You can check Skydio’s blog post and changelog for the main details, but the most attractive feature is this: The case that comes with your drone now functions as a standalone landing pad.

Skydio CEO Adam Bry tells me that landing has been a complicated problem for a self-contained drone because most people expect them to go straight down to earth. “If the drone starts to get too creative, people end up worried,” he says. But in our tests, we found that making vertically predictable landings left the Skydio 2 with a weakness – it wouldn’t necessarily avoid obstacles after I told it to land, and it might even crash if you weren’t careful where you placed it. down.

Each Skydio 2 now comes with a dedicated landing pad, obstacle avoidance remains on until it’s three meters off the ground, and there’s additional fail-safe manual security: You can “push” the drone to the left, right , forward or backward if you see that, despite your best efforts, it could still cut something on its way down. Bry says the drone will lock in its case within a radius of about 6 feet, so it doesn’t need to be exactly on him to land safely, either.

Plus, Skydio now relies on your phone’s GPS sensors and optional Beacon so it can fly farther from you than before: double the distance to 20 meters with a phone and quadruple 40 meters with the Beacon, so you can film a wide landscape while the drone automatically follows you. He still can’t get closer shots than before, as Bry says the company wants to keep a minimum distance for safety, but “we are comfortable marking the range.”
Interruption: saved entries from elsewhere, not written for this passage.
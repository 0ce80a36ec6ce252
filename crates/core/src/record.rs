//! Input records: one physical line of a line-numbered document.
//!
//! A line has the form `<lineNumber><space><text...>`. The source file name
//! is not part of the line; the batch substrate supplies it alongside.

use crate::config::RECORD_FIELD_SEPARATOR;
use crate::error::{IndexError, Result};
use std::sync::Arc;

/// One parsed input line.
#[derive(Debug, Clone, PartialEq, Eq)]
pub struct RawRecord {
    /// Name of the file the line came from. Shared by every record of the file.
    pub source_file: Arc<str>,
    /// The leading line-number field, kept as written.
    pub line_number: String,
    /// Everything after the separator, trimmed.
    pub text: String,
}

impl RawRecord {
    pub fn new(
        source_file: impl Into<Arc<str>>,
        line_number: impl Into<String>,
        text: impl Into<String>,
    ) -> Self {
        Self {
            source_file: source_file.into(),
            line_number: line_number.into(),
            text: text.into(),
        }
    }

    /// Parse a decoded line. `line` is the 1-based physical line used in errors.
    pub fn parse(source_file: &Arc<str>, line: usize, raw: &str) -> Result<Self> {
        let malformed = |reason: &str| IndexError::MalformedRecord {
            source_file: source_file.to_string(),
            line,
            reason: reason.to_string(),
        };

        let (number, rest) = raw
            .split_once(RECORD_FIELD_SEPARATOR)
            .ok_or_else(|| malformed("missing separator after line number"))?;
        if number.is_empty() || !number.bytes().all(|b| b.is_ascii_digit()) {
            return Err(malformed("line number is not an unsigned integer"));
        }

        Ok(Self {
            source_file: Arc::clone(source_file),
            line_number: number.to_string(),
            text: rest.trim().to_string(),
        })
    }
}

/// Decode one physical line, dropping a trailing `\r`.
pub fn decode_line<'a>(source_file: &str, line: usize, bytes: &'a [u8]) -> Result<&'a str> {
    let bytes = bytes.strip_suffix(b"\r").unwrap_or(bytes);
    std::str::from_utf8(bytes).map_err(|_| IndexError::Encoding {
        source_file: source_file.to_string(),
        line,
    })
}
//! Stopword lists.
//!
//! A [`StopwordSet`] is built once per task by a [`StopwordFilter`] and then
//! shared read-only (behind an `Arc`) by every worker. Membership is exact
//! string equality against the loaded lines; candidates are not normalized
//! before lookup, so a list entry with capitals or punctuation never matches.

use crate::config::{IndexConfig, StopwordSource, EMBEDDED_STOPWORDS};
use crate::error::{IndexError, Result};
use std::collections::HashSet;
use std::fs::File;
use std::io::{self, BufRead, BufReader};
use std::path::Path;
use std::sync::Arc;

/// Immutable set of stopwords.
#[derive(Debug, Clone, Default, PartialEq, Eq)]
pub struct StopwordSet {
    words: HashSet<String>,
}

impl StopwordSet {
    /// A set that filters nothing.
    pub fn empty() -> Self {
        Self::default()
    }

    /// Build a set from literal words. Entries are trimmed; blank ones are dropped.
    pub fn from_words<I, S>(words: I) -> Self
    where
        I: IntoIterator<Item = S>,
        S: AsRef<str>,
    {
        let words = words
            .into_iter()
            .map(|w| w.as_ref().trim().to_string())
            .filter(|w| !w.is_empty())
            .collect();
        Self { words }
    }

    /// Read a stopword resource: one word per line, trimmed, up to the first
    /// blank line or end of input.
    pub fn read<R: BufRead>(reader: R) -> io::Result<Self> {
        let mut words = HashSet::new();
        for line in reader.lines() {
            let line = line?;
            let word = line.trim();
            if word.is_empty() {
                break;
            }
            words.insert(word.to_string());
        }
        Ok(Self { words })
    }

    #[inline]
    pub fn contains(&self, term: &str) -> bool {
        self.words.contains(term)
    }

    pub fn len(&self) -> usize {
        self.words.len()
    }

    pub fn is_empty(&self) -> bool {
        self.words.is_empty()
    }
}

/// Loads the stopword list named by a [`StopwordSource`].
#[derive(Debug, Clone, Default)]
pub struct StopwordFilter {
    source: StopwordSource,
    strict: bool,
}

impl StopwordFilter {
    /// `strict` turns a missing stopword file into a configuration error.
    pub fn new(source: StopwordSource, strict: bool) -> Self {
        Self { source, strict }
    }

    pub fn from_config(config: &IndexConfig) -> Self {
        Self::new(config.stopwords.clone(), config.strict_stopwords)
    }

    /// Load the list. Call once per task and share the result.
    pub fn load(&self) -> Result<Arc<StopwordSet>> {
        let set = match &self.source {
            StopwordSource::None => StopwordSet::empty(),
            StopwordSource::Embedded => StopwordSet::from_words(EMBEDDED_STOPWORDS),
            StopwordSource::Inline(words) => StopwordSet::from_words(words),
            StopwordSource::File(path) => self.load_file(path)?,
        };
        tracing::info!(source = ?self.source, count = set.len(), "Stopwords loaded");
        Ok(Arc::new(set))
    }

    fn load_file(&self, path: &Path) -> Result<StopwordSet> {
        match File::open(path) {
            Ok(file) => Ok(StopwordSet::read(BufReader::new(file))?),
            Err(e) if e.kind() == io::ErrorKind::NotFound => {
                if self.strict {
                    return Err(IndexError::Configuration(format!(
                        "stopword file {} not found",
                        path.display()
                    )));
                }
                tracing::warn!(
                    "Stopword file {} not found, indexing without stopwords",
                    path.display()
                );
                Ok(StopwordSet::empty())
            }
            Err(e) => Err(e.into()),
        }
    }
}
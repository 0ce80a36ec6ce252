//! Run statistics and their metrics counters.

use crate::error::IndexError;
use metrics::counter;
use serde::Serialize;

/// Diagnostic counters from one batch run.
#[derive(Debug, Default, Clone, PartialEq, Eq, Serialize)]
pub struct JobStats {
    /// Physical lines read from all inputs.
    pub records_read: usize,
    /// Records that parsed and went through `map`.
    pub records_mapped: usize,
    /// Lines rejected as malformed records.
    pub rejected_malformed: usize,
    /// Lines rejected because they were not valid UTF-8.
    pub rejected_encoding: usize,
    /// Key/value pairs emitted by the map phase.
    pub pairs_emitted: usize,
    /// Distinct keys reduced (= output lines).
    pub groups_reduced: usize,
}

impl JobStats {
    /// Total rejected lines.
    pub fn rejected(&self) -> usize {
        self.rejected_malformed + self.rejected_encoding
    }

    pub(crate) fn record_rejection(&mut self, job: &'static str, err: &IndexError) {
        match err {
            IndexError::Encoding { .. } => self.rejected_encoding += 1,
            _ => self.rejected_malformed += 1,
        }
        counter!(
            "lineindex_records_rejected_total",
            "job" => job,
            "reason" => err.reject_reason()
        )
        .increment(1);
    }

    pub(crate) fn publish(&self, job: &'static str) {
        counter!("lineindex_records_total", "job" => job).increment(self.records_read as u64);
        counter!("lineindex_pairs_emitted_total", "job" => job)
            .increment(self.pairs_emitted as u64);
        counter!("lineindex_groups_reduced_total", "job" => job)
            .increment(self.groups_reduced as u64);
    }
}
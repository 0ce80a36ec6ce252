//! # lineindex-core
//!
//! Word-level inverted index over line-numbered text documents. Every
//! distinct normalized term maps to the list of `file:line:position`
//! locations where it occurs.
//!
//! The crate holds the indexing pipeline (record parsing, tokenization,
//! stopword filtering, posting aggregation) and a small in-process batch
//! runner that drives it: records are mapped in parallel, grouped by term
//! and each group is folded into one output line.

/// Text analysis: punctuation-splitting tokenizer and stopword sets.
pub mod analysis;
/// Local batch substrate: input splits, the `Job` trait and the runner.
pub mod batch;
/// Compile-time constants and the runtime `IndexConfig`.
pub mod config;
/// Error type shared by the whole pipeline.
pub mod error;
/// Postings, aggregation, the inverted index job and an in-memory index.
pub mod index;
/// Input record parsing and decoding.
pub mod record;
/// Term frequency job and stopword suggestion.
pub mod wordcount;

pub use error::{IndexError, Result};
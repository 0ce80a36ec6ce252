//! The map/reduce seam between the indexing core and a batch substrate.

use crate::error::Result;
use crate::record::RawRecord;
use std::fmt;
use std::sync::Arc;

/// A two-phase batch job.
///
/// The substrate parses each input line with [`parse`](Job::parse), calls
/// [`map`](Job::map) on every record (in parallel, sharing `&self`), groups
/// the emitted pairs by key and calls [`reduce`](Job::reduce) exactly once per
/// key with all of that key's values.
pub trait Job: Sync {
    /// Value emitted by `map` and grouped per key.
    type Value: Send;
    /// One output record, written as a single line.
    type Output: fmt::Display + Send;

    /// Short name used in logs and metrics.
    fn name(&self) -> &'static str;

    /// Turn one decoded physical line into a record.
    ///
    /// The default expects `<lineNumber><space><text>`.
    fn parse(&self, source_file: &Arc<str>, line: usize, raw: &str) -> Result<RawRecord> {
        RawRecord::parse(source_file, line, raw)
    }

    fn map(&self, record: &RawRecord) -> Vec<(String, Self::Value)>;

    fn reduce(&self, key: String, values: Vec<Self::Value>) -> Self::Output;
}
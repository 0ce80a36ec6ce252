//! Local batch substrate: input splits, the job seam, the runner and its stats.
//!
//! The core only needs a substrate that splits input into records, groups
//! mapper output by key and sinks the reduced lines. `LocalRunner` is that
//! substrate for a single process.

/// Input files and record splitting.
pub mod input;
/// The `Job` trait implemented by every pipeline.
pub mod job;
/// Parallel map, ordered group-by and reduce.
pub mod runner;
/// Per-run counters.
pub mod stats;

pub use input::{expand_inputs, read_inputs, InputSplit};
pub use job::Job;
pub use runner::LocalRunner;
pub use stats::JobStats;
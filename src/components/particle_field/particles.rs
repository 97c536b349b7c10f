//! Particle state and the per-frame force model.

use rand::rngs::SmallRng;
use rand::{Rng, SeedableRng};

use super::config::FieldConfig;

/// Fraction of the gap to base velocity closed per frame.
const RELAXATION: f64 = 0.03;
/// Converts the configured mouse strength into a per-frame velocity kick.
const REPULSION_SCALE: f64 = 0.1;
/// Longest step accepted, so a backgrounded tab doesn't teleport the field.
const MAX_DT: f64 = 1.0 / 15.0;
/// Frames per second the force constants are tuned for.
const FRAME_RATE: f64 = 60.0;

/// Most recently observed pointer position, in surface-local pixels.
#[derive(Clone, Copy, Debug, PartialEq)]
pub struct Pointer {
	pub x: f64,
	pub y: f64,
}

impl Pointer {
	/// Sentinel for "no pointer": far enough outside any surface that no
	/// particle is ever within the mouse radius.
	pub const ABSENT: Self = Self {
		x: -9999.0,
		y: -9999.0,
	};

	pub const fn at(x: f64, y: f64) -> Self {
		Self { x, y }
	}

	pub fn is_absent(self) -> bool {
		self == Self::ABSENT
	}
}

impl Default for Pointer {
	fn default() -> Self {
		Self::ABSENT
	}
}

/// A single point in the field.
#[derive(Clone, Debug)]
pub struct Particle {
	pub x: f64,
	pub y: f64,
	pub vx: f64,
	pub vy: f64,
	/// Resting drift, fixed at creation.
	pub base_vx: f64,
	pub base_vy: f64,
	pub radius: f64,
}

impl Particle {
	pub fn speed(&self) -> f64 {
		self.vx.hypot(self.vy)
	}
}

/// A line to draw between two particles, indexed into [`ParticleField::particles`].
#[derive(Clone, Copy, Debug, PartialEq)]
pub struct Connection {
	pub from: usize,
	pub to: usize,
	pub distance: f64,
}

/// Owns every particle plus the surface bounds they live in.
///
/// The whole set is replaced on [`reset`](Self::reset); between resets only
/// [`update`](Self::update) mutates particles.
pub struct ParticleField {
	pub particles: Vec<Particle>,
	config: FieldConfig,
	width: f64,
	height: f64,
	rng: SmallRng,
	seed: u64,
	frame: u64,
}

impl ParticleField {
	pub fn new(config: FieldConfig, width: f64, height: f64, seed: u64) -> Self {
		let mut field = Self {
			particles: Vec::new(),
			config: config.sanitized(),
			width,
			height,
			rng: SmallRng::seed_from_u64(seed),
			seed,
			frame: 0,
		};
		field.reset(width, height);
		field
	}

	pub fn config(&self) -> &FieldConfig {
		&self.config
	}

	pub fn width(&self) -> f64 {
		self.width
	}

	pub fn height(&self) -> f64 {
		self.height
	}

	/// Re-seed every particle for a surface of the given size.
	///
	/// A zero-area (or non-finite) surface yields an empty field.
	pub fn reset(&mut self, width: f64, height: f64) {
		self.width = width;
		self.height = height;
		self.particles.clear();

		if !(width.is_finite() && height.is_finite()) || width <= 0.0 || height <= 0.0 {
			return;
		}

		let speed = self.config.speed;
		let (radius_min, radius_max) = (self.config.radius_min, self.config.radius_max);
		self.particles.reserve(self.config.particle_count);

		for _ in 0..self.config.particle_count {
			let vx = self.rng.gen_range(-speed..=speed);
			let vy = self.rng.gen_range(-speed..=speed);
			self.particles.push(Particle {
				x: self.rng.gen_range(0.0..width),
				y: self.rng.gen_range(0.0..height),
				vx,
				vy,
				base_vx: vx,
				base_vy: vy,
				radius: self.rng.gen_range(radius_min..=radius_max),
			});
		}
	}

	/// Resizing always re-seeds; existing particles are not rescaled.
	pub fn resize(&mut self, width: f64, height: f64) {
		self.reset(width, height);
	}

	/// Advance every particle by `dt` seconds (one display frame is `1/60`).
	pub fn update(&mut self, pointer: Pointer, dt: f64) {
		let frames = dt.clamp(0.0, MAX_DT) * FRAME_RATE;
		let relax = 1.0 - (1.0 - RELAXATION).powf(frames);
		let max_speed = self.config.max_speed();
		let (mouse_radius, mouse_strength) = (self.config.mouse_radius, self.config.mouse_strength);
		let margin = self.config.edge_margin;
		let repel = !pointer.is_absent();

		for p in &mut self.particles {
			let (dx, dy) = (p.x - pointer.x, p.y - pointer.y);
			let dist = dx.hypot(dy);
			if repel && dist > 0.0 && dist < mouse_radius {
				let force =
					(mouse_radius - dist) / mouse_radius * mouse_strength * REPULSION_SCALE * frames;
				p.vx += dx / dist * force;
				p.vy += dy / dist * force;
			}

			p.vx += (p.base_vx - p.vx) * relax;
			p.vy += (p.base_vy - p.vy) * relax;

			let speed = p.speed();
			if speed > max_speed {
				let scale = max_speed / speed;
				p.vx *= scale;
				p.vy *= scale;
			}

			p.x += p.vx * frames;
			p.y += p.vy * frames;

			p.x = wrap(p.x, self.width, margin);
			p.y = wrap(p.y, self.height, margin);
		}

		self.frame = self.frame.wrapping_add(1);
	}

	/// Lines to draw this frame.
	///
	/// Each particle connects to its nearest neighbors within the connection
	/// distance; how many is drawn per particle from
	/// `[min_connections, max_connections]` and capped by the neighbor count.
	/// The draw depends only on the seed and frame counter, so repeated calls
	/// between updates agree.
	pub fn connections(&self) -> Vec<Connection> {
		let threshold = self.config.connection_distance;
		let (min_k, max_k) = (self.config.min_connections, self.config.max_connections);
		let mut rng = SmallRng::seed_from_u64(
			self.seed ^ self.frame.wrapping_add(1).wrapping_mul(0x9E37_79B9_7F4A_7C15),
		);

		let mut connections = Vec::new();
		let mut neighbors: Vec<(usize, f64)> = Vec::new();

		for (i, a) in self.particles.iter().enumerate() {
			neighbors.clear();
			for (j, b) in self.particles.iter().enumerate() {
				if i == j {
					continue;
				}
				let distance = (a.x - b.x).hypot(a.y - b.y);
				if distance < threshold {
					neighbors.push((j, distance));
				}
			}

			// Draw even when there are no neighbors, so one particle's count
			// never shifts the next particle's.
			let k = rng.gen_range(min_k..=max_k).min(neighbors.len());
			if k == 0 {
				continue;
			}

			neighbors.sort_by(|x, y| x.1.total_cmp(&y.1));
			connections.extend(neighbors.iter().take(k).map(|&(to, distance)| Connection {
				from: i,
				to,
				distance,
			}));
		}

		connections
	}
}

/// Teleport a coordinate that left `[-margin, extent + margin]` to the opposite edge.
fn wrap(value: f64, extent: f64, margin: f64) -> f64 {
	if value < -margin {
		extent + margin
	} else if value > extent + margin {
		-margin
	} else {
		value
	}
}
use anyhow::Result;
use async_trait::async_trait;

use crate::upload::{SanitizedUpload, UploadResponse};

/// Sends an upload to the hosting service.
///
/// Returns whatever status and body came back; interpreting them is the
/// pipeline's job. `Err` means no response was received at all. Dropping the
/// returned future must abort the request.
#[async_trait]
pub trait UploadTransportPort: Send + Sync {
    async fn submit(&self, upload: &SanitizedUpload) -> Result<UploadResponse>;
}
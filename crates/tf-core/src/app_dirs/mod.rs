use std::path::PathBuf;

/// Per-user directories the host application may use.
#[derive(Debug, Clone, PartialEq, Eq)]
pub struct AppDirs {
    pub app_config_root: PathBuf,
    pub app_data_root: PathBuf,
}
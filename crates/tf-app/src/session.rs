//! Start/cancel handle around one upload run.

use std::sync::Arc;

use tf_core::{UploadError, UploadOutcome};
use tokio::task::JoinHandle;
use tokio_util::sync::CancellationToken;
use tracing::error;

use crate::usecases::UploadClipboard;

/// One outstanding run of [`UploadClipboard`] on the tokio runtime.
///
/// Dropping the session before its outcome is collected cancels the run.
pub struct UploadSession {
    cancel: CancellationToken,
    handle: Option<JoinHandle<UploadOutcome>>,
}

impl UploadSession {
    /// Spawns a run with a fresh cancellation token.
    pub fn start(pipeline: Arc<UploadClipboard>) -> Self {
        let cancel = CancellationToken::new();
        let token = cancel.clone();
        let handle = tokio::spawn(async move { pipeline.run(token).await });
        Self {
            cancel,
            handle: Some(handle),
        }
    }

    pub fn cancel(&self) {
        self.cancel.cancel();
    }

    pub fn cancellation(&self) -> CancellationToken {
        self.cancel.clone()
    }

    pub fn is_finished(&self) -> bool {
        self.handle.as_ref().map_or(true, |handle| handle.is_finished())
    }

    /// Waits for the run to end.
    pub async fn outcome(mut self) -> UploadOutcome {
        let Some(handle) = self.handle.take() else {
            return UploadOutcome::Cancelled;
        };
        match handle.await {
            Ok(outcome) => outcome,
            Err(err) if err.is_cancelled() => UploadOutcome::Cancelled,
            Err(err) => {
                error!(error = %err, "Upload task panicked");
                UploadOutcome::Failure(UploadError::Interrupted(err.to_string()))
            }
        }
    }
}

impl Drop for UploadSession {
    fn drop(&mut self) {
        if self.handle.is_some() {
            self.cancel.cancel();
        }
    }
}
Skydio has not had a particularly easy time with the COVID-19 pandemic, as shelter-in-place orders forced him to shut down his small assembly line in Mountain View, California, to the point that he was unable to meet all of your existing preorders and have not taken new ones since March. But Bry says his startup hasn’t had to fire anyone, either, simply putting his manufacturing staff on pay part-time as they weather the storm. “This entire software update was done by people who work from home, collaborated with the test team, and then went out and flew in an empty space when they could,” says Bry. However, he doesn’t see his startup giving up on his expensive Silicon Valley office space in the long run.

Fortunately, Skydio doesn’t just rely on drone sales to stay afloat – it also has some business partnerships for first responders, infrastructure inspections, and the like. Bry says the company also donated 50 drones to public safety agencies during the pandemic through its Emergency Response Program.

The company is launching a new manufacturing facility elsewhere in the United States this summer, and expects to have two to five times production capacity when all is said and done. Bry says Skydio expects to be up to date with all current preorders by the end of September, and that he should be able to buy them directly in October if all goes well.

BTW, this won’t be the only feature update for the Skydio 2, as the team believes there’s more they can do with autonomy, video capture, and app features. Bry says it would be great if the Skydio 2 could provide video images from more than one of its seven cameras at once. And “of course,” he says, Skydio is already working on next-gen hardware, though he’s not talking about it at the moment.